Obama won the state by 9 points in 2008. Against Huckabee he leads by only 4 points, 47-43, and against Romney it's just a 6 point advantage, 47-41. He would win in more dominant fashion against Newt Gingrich who he leads by 13 points at 51-38 and against Sarah Palin who he expands the gap to 16 points against at 53-37.

The nation's eyes will be on Iowa Republicans over the next year for what they might tell us about who will end up winning the party's nomination for President. What might have been more interesting on this poll though is what the GOP voters tell us about the fall. Obama will benefit next year from a Democratic Party that is strongly unified around him- he gets 90% of the party vote against Gingrich, 89% against Huckabee, 91% against Palin, and 86% against Romney. Republican voters in Iowa meanwhile seem somewhat reticent about supporting their leading contenders in the general election- Gingrich gets 73% of Republicans, Huckabee 79%, Palin 67%, and Romney 76%.

Those numbers are somewhat consistent with what we're seeing across the country and indicative of a Republican base that's not particularly sold on the current top crop of candidates. The GOP nominee may end up needing to be 'none of the above' for the party to take back Bush/Obama states such as Iowa.

Only Huckabee out of the Republican contenders musters a positive favorability rating in the state. 42% have a positive opinion of him to 39% with a negative one. The rest of the GOPers run the spectrum from slightly unpopular (Mitt Romney at 37/42) to very unpopular (Newt Gingrich at 30/49) to exceptionally unpopular (Sarah Palin at 34/59.)
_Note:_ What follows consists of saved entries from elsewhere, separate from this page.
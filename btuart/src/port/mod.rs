//! Port abstraction for the UART link to the Bluetooth controller.
//!
//! The loader and driver only ever see the [`Port`] trait, which layers a few
//! serial-line controls on top of `std::io::Read + Write`. Any byte stream
//! that may transfer fewer bytes than requested per call is acceptable; the
//! framing layer in [`crate::protocol::h4`] completes partial transfers.
//!
//! ```text
//! +------------------+
//! |  FirmwareLoader  |
//! |  BtUartDriver    |
//! +--------+---------+
//!          |
//!          v
//! +--------+---------+
//! |  H4 framed I/O   |
//! +--------+---------+
//!          |
//!          v
//! +--------+---------+
//! |   Port trait     |
//! +--------+---------+
//!          |
//!          v
//! +--------+---------+
//! | NativePort       |
//! |  (serialport)    |
//! +------------------+
//! ```

#[cfg(feature = "native")]
pub mod native;

use std::io::{Read, Write};
use std::time::Duration;

use crate::error::Result;

/// Default baud rate of a CC256x controller coming out of reset.
pub const DEFAULT_BAUD: u32 = 115_200;

/// Serial port configuration.
///
/// Framing is always 8N1, the only format the CC256x HCI UART speaks.
#[derive(Debug, Clone)]
pub struct SerialConfig {
    /// Port name/path (e.g., "/dev/ttyUSB0", "COM3").
    pub port_name: String,
    /// Baud rate.
    pub baud_rate: u32,
    /// Read/write timeout.
    pub timeout: Duration,
    /// Flow control. CC256x parts expect RTS/CTS.
    pub flow_control: FlowControl,
}

impl Default for SerialConfig {
    fn default() -> Self {
        Self {
            port_name: String::new(),
            baud_rate: DEFAULT_BAUD,
            timeout: Duration::from_millis(1000),
            flow_control: FlowControl::Hardware,
        }
    }
}

impl SerialConfig {
    /// Create a new configuration with port name and baud rate.
    pub fn new(port_name: impl Into<String>, baud_rate: u32) -> Self {
        Self {
            port_name: port_name.into(),
            baud_rate,
            ..Default::default()
        }
    }

    /// Set the timeout.
    #[must_use]
    pub fn with_timeout(mut self, timeout: Duration) -> Self {
        self.timeout = timeout;
        self
    }

    /// Set the flow control mode.
    #[must_use]
    pub fn with_flow_control(mut self, flow_control: FlowControl) -> Self {
        self.flow_control = flow_control;
        self
    }
}

/// Flow control mode.
#[derive(Debug, Clone, Copy, PartialEq, Eq, Default)]
pub enum FlowControl {
    /// No flow control.
    None,
    /// Hardware flow control (RTS/CTS).
    #[default]
    Hardware,
    /// Software flow control (XON/XOFF).
    Software,
}

impl FlowControl {
    /// Parse a flow control name ("none", "hardware"/"rtscts", "software"/"xonxoff").
    pub fn from_name(name: &str) -> Option<Self> {
        match name.to_lowercase().as_str() {
            "none" | "off" => Some(Self::None),
            "hardware" | "hw" | "rtscts" => Some(Self::Hardware),
            "software" | "sw" | "xonxoff" => Some(Self::Software),
            _ => None,
        }
    }
}

/// Serial port information.
#[derive(Debug, Clone)]
pub struct PortInfo {
    /// Port name/path.
    pub name: String,
    /// USB vendor ID (if available).
    pub vid: Option<u16>,
    /// USB product ID (if available).
    pub pid: Option<u16>,
    /// Manufacturer string (if available).
    pub manufacturer: Option<String>,
    /// Product string (if available).
    pub product: Option<String>,
    /// Serial number (if available).
    pub serial_number: Option<String>,
}

/// Byte transport to the controller.
///
/// `read` and `write` may transfer fewer bytes than requested. A read that
/// times out should surface `ErrorKind::TimedOut` (as `serialport` does) so
/// the framing layer can count it as a stall.
pub trait Port: Read + Write + Send {
    /// Set the read/write timeout.
    fn set_timeout(&mut self, timeout: Duration) -> Result<()>;

    /// Get the current timeout.
    fn timeout(&self) -> Duration;

    /// Set the baud rate.
    fn set_baud_rate(&mut self, baud_rate: u32) -> Result<()>;

    /// Get the current baud rate.
    fn baud_rate(&self) -> u32;

    /// Clear input/output buffers.
    fn clear_buffers(&mut self) -> Result<()>;

    /// Get the port name/path.
    fn name(&self) -> &str;

    /// Close the port and release resources.
    ///
    /// After calling this method, the port cannot be used for further I/O.
    fn close(&mut self) -> Result<()>;
}

/// Trait for listing available serial ports.
///
/// This is separated from `Port` because it's a static operation that
/// doesn't require an open port instance.
pub trait PortEnumerator {
    /// List all available serial ports.
    fn list_ports() -> Result<Vec<PortInfo>>;
}

#[cfg(feature = "native")]
pub use native::{NativePort, NativePortEnumerator};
When you combine Obama's relative popularity in the state with the GOP field's lack of appeal, it looks like things are going to have to get a lot worse for the President over the next 22 months to send Iowa back into the red column.

Full results here

3 comments:

NRH said...

Interesting gender gap numbers. Obama has +19% with women but -8% with men, gap of 27. Gingrich is -26 with women and -11 with men, gap of 15. Huckabee is only -3 with women and +8 with men, gap of 11. Palin is -41 with women and -6 with men, gap of 35. Romney is -13 with women and +2 with men, gap of 15. All three Republican men come up about the same in terms of gap, suggesting there's not much gender-based differential between them, but Palin is particularly offensive to women.

Anonymous said...

Palin's and Obama's numbers with women are proof that women are smarter than men. And I'm a man.

Anonymous said...

It will be interesting to see if these numbers change at all after the intensive GOP primary campaigns that will start happening soon.